- Information
use once_cell::sync::Lazy;
use serde_json::{Value, json};

use crate::inputs::PredictionInputs;

/// Every top-level field of the prediction payload, all mandatory.
pub const REQUIRED_FIELDS: [&str; 12] = [
    "expectedRuns",
    "strikeRate",
    "probabilityOfThirty",
    "probabilityOfFifty",
    "probabilityOfHundred",
    "performanceAgainstPace",
    "performanceAgainstSpin",
    "primaryThreat",
    "riskLevel",
    "keyInsights",
    "phasedAnalysis",
    "technicalAdvice",
];

static RESPONSE_SCHEMA: Lazy<Value> = Lazy::new(|| {
    json!({
        "type": "OBJECT",
        "properties": {
            "expectedRuns": {
                "type": "OBJECT",
                "properties": {
                    "min": { "type": "NUMBER" },
                    "max": { "type": "NUMBER" },
                    "avg": { "type": "NUMBER" }
                },
                "required": ["min", "max", "avg"]
            },
            "strikeRate": { "type": "NUMBER" },
            "probabilityOfThirty": { "type": "NUMBER" },
            "probabilityOfFifty": { "type": "NUMBER" },
            "probabilityOfHundred": { "type": "NUMBER" },
            "performanceAgainstPace": { "type": "NUMBER" },
            "performanceAgainstSpin": { "type": "NUMBER" },
            "primaryThreat": { "type": "STRING" },
            "riskLevel": { "type": "STRING", "enum": ["Low", "Medium", "High"] },
            "keyInsights": {
                "type": "ARRAY",
                "items": { "type": "STRING" }
            },
            "phasedAnalysis": {
                "type": "ARRAY",
                "items": {
                    "type": "OBJECT",
                    "properties": {
                        "phase": { "type": "STRING" },
                        "expectedRuns": { "type": "NUMBER" },
                        "intensity": { "type": "NUMBER" }
                    },
                    "required": ["phase", "expectedRuns", "intensity"]
                }
            },
            "technicalAdvice": { "type": "STRING" }
        },
        "required": REQUIRED_FIELDS
    })
});

/// Response contract sent with every request.
pub fn response_schema() -> &'static Value {
    &RESPONSE_SCHEMA
}

pub fn render_prompt(inputs: &PredictionInputs) -> String {
    format!(
        "Act as a World-Class Cricket Performance Analyst using data-driven scouting.
Predict the performance for {name} with this elite context:
- Match: {format} ({match_type})
- Opponent: {opponent}
- Venue: {ground} (Pitch: {pitch})
- Weather: {conditions}
- Player Role: {role} at Pos #{order}
- Context: {toss} under {pressure} pressure.
- Form: {form}

Calculate realistic probabilities based on historical matchups between {name} and {opponent}'s typical bowling attack composition.",
        name = inputs.batsman_name,
        format = inputs.match_format.label(),
        match_type = inputs.match_type.label(),
        opponent = inputs.opponent_team.label(),
        ground = inputs.ground,
        pitch = inputs.pitch_nature.label(),
        conditions = inputs.conditions.label(),
        role = inputs.player_role.label(),
        order = inputs.batting_order,
        toss = inputs.toss_context.label(),
        pressure = inputs.pressure_level.label(),
        form = inputs.recent_form.label(),
    )
}

/// `generateContent` body: one user turn plus the JSON response contract.
pub fn build_request_body(inputs: &PredictionInputs) -> Value {
    json!({
        "contents": [
            {
                "role": "user",
                "parts": [{ "text": render_prompt(inputs) }]
            }
        ],
        "generationConfig": {
            "responseMimeType": "application/json",
            "responseSchema": response_schema()
        }
    })
}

- What you have to do
For the material above, produce a word-for-word copy.

- Written solution
use once_cell::sync::Lazy;
use serde_json::{Value, json};

use crate::inputs::PredictionInputs;

/// Every top-level field of the prediction payload, all mandatory.
pub const REQUIRED_FIELDS: [&str; 12] = [
    "expectedRuns",
    "strikeRate",
    "probabilityOfThirty",
    "probabilityOfFifty",
    "probabilityOfHundred",
    "performanceAgainstPace",
    "performanceAgainstSpin",
    "primaryThreat",
    "riskLevel",
    "keyInsights",
    "phasedAnalysis",
    "technicalAdvice",
];

static RESPONSE_SCHEMA: Lazy<Value> = Lazy::new(|| {
    json!({
        "type": "OBJECT",
        "properties": {
            "expectedRuns": {
                "type": "OBJECT",
                "properties": {
                    "min": { "type": "NUMBER" },
                    "max": { "type": "NUMBER" },
                    "avg": { "type": "NUMBER" }
                },
                "required": ["min", "max", "avg"]
            },
            "strikeRate": { "type": "NUMBER" },
            "probabilityOfThirty": { "type": "NUMBER" },
            "probabilityOfFifty": { "type": "NUMBER" },
            "probabilityOfHundred": { "type": "NUMBER" },
            "performanceAgainstPace": { "type": "NUMBER" },
            "performanceAgainstSpin": { "type": "NUMBER" },
            "primaryThreat": { "type": "STRING" },
            "riskLevel": { "type": "STRING", "enum": ["Low", "Medium", "High"] },
            "keyInsights": {
                "type": "ARRAY",
                "items": { "type": "STRING" }
            },
            "phasedAnalysis": {
                "type": "ARRAY",
                "items": {
                    "type": "OBJECT",
                    "properties": {
                        "phase": { "type": "STRING" },
                        "expectedRuns": { "type": "NUMBER" },
                        "intensity": { "type": "NUMBER" }
                    },
                    "required": ["phase", "expectedRuns", "intensity"]
                }
            },
            "technicalAdvice": { "type": "STRING" }
        },
        "required": REQUIRED_FIELDS
    })
});

/// Response contract sent with every request.
pub fn response_schema() -> &'static Value {
    &RESPONSE_SCHEMA
}

pub fn render_prompt(inputs: &PredictionInputs) -> String {
    format!(
        "Act as a World-Class Cricket Performance Analyst using data-driven scouting.
Predict the performance for {name} with this elite context:
- Match: {format} ({match_type})
- Opponent: {opponent}
- Venue: {ground} (Pitch: {pitch})
- Weather: {conditions}
- Player Role: {role} at Pos #{order}
- Context: {toss} under {pressure} pressure.
- Form: {form}

Calculate realistic probabilities based on historical matchups between {name} and {opponent}'s typical bowling attack composition.",
        name = inputs.batsman_name,
        format = inputs.match_format.label(),
        match_type = inputs.match_type.label(),
        opponent = inputs.opponent_team.label(),
        ground = inputs.ground,
        pitch = inputs.pitch_nature.label(),
        conditions = inputs.conditions.label(),
        role = inputs.player_role.label(),
        order = inputs.batting_order,
        toss = inputs.toss_context.label(),
        pressure = inputs.pressure_level.label(),
        form = inputs.recent_form.label(),
    )
}

/// `generateContent` body: one user turn plus the JSON response contract.
pub fn build_request_body(inputs: &PredictionInputs) -> Value {
    json!({
        "contents": [
            {
                "role": "user",
                "parts": [{ "text": render_prompt(inputs) }]
            }
        ],
        "generationConfig": {
            "responseMimeType": "application/json",
            "responseSchema": response_schema()
        }
    })
}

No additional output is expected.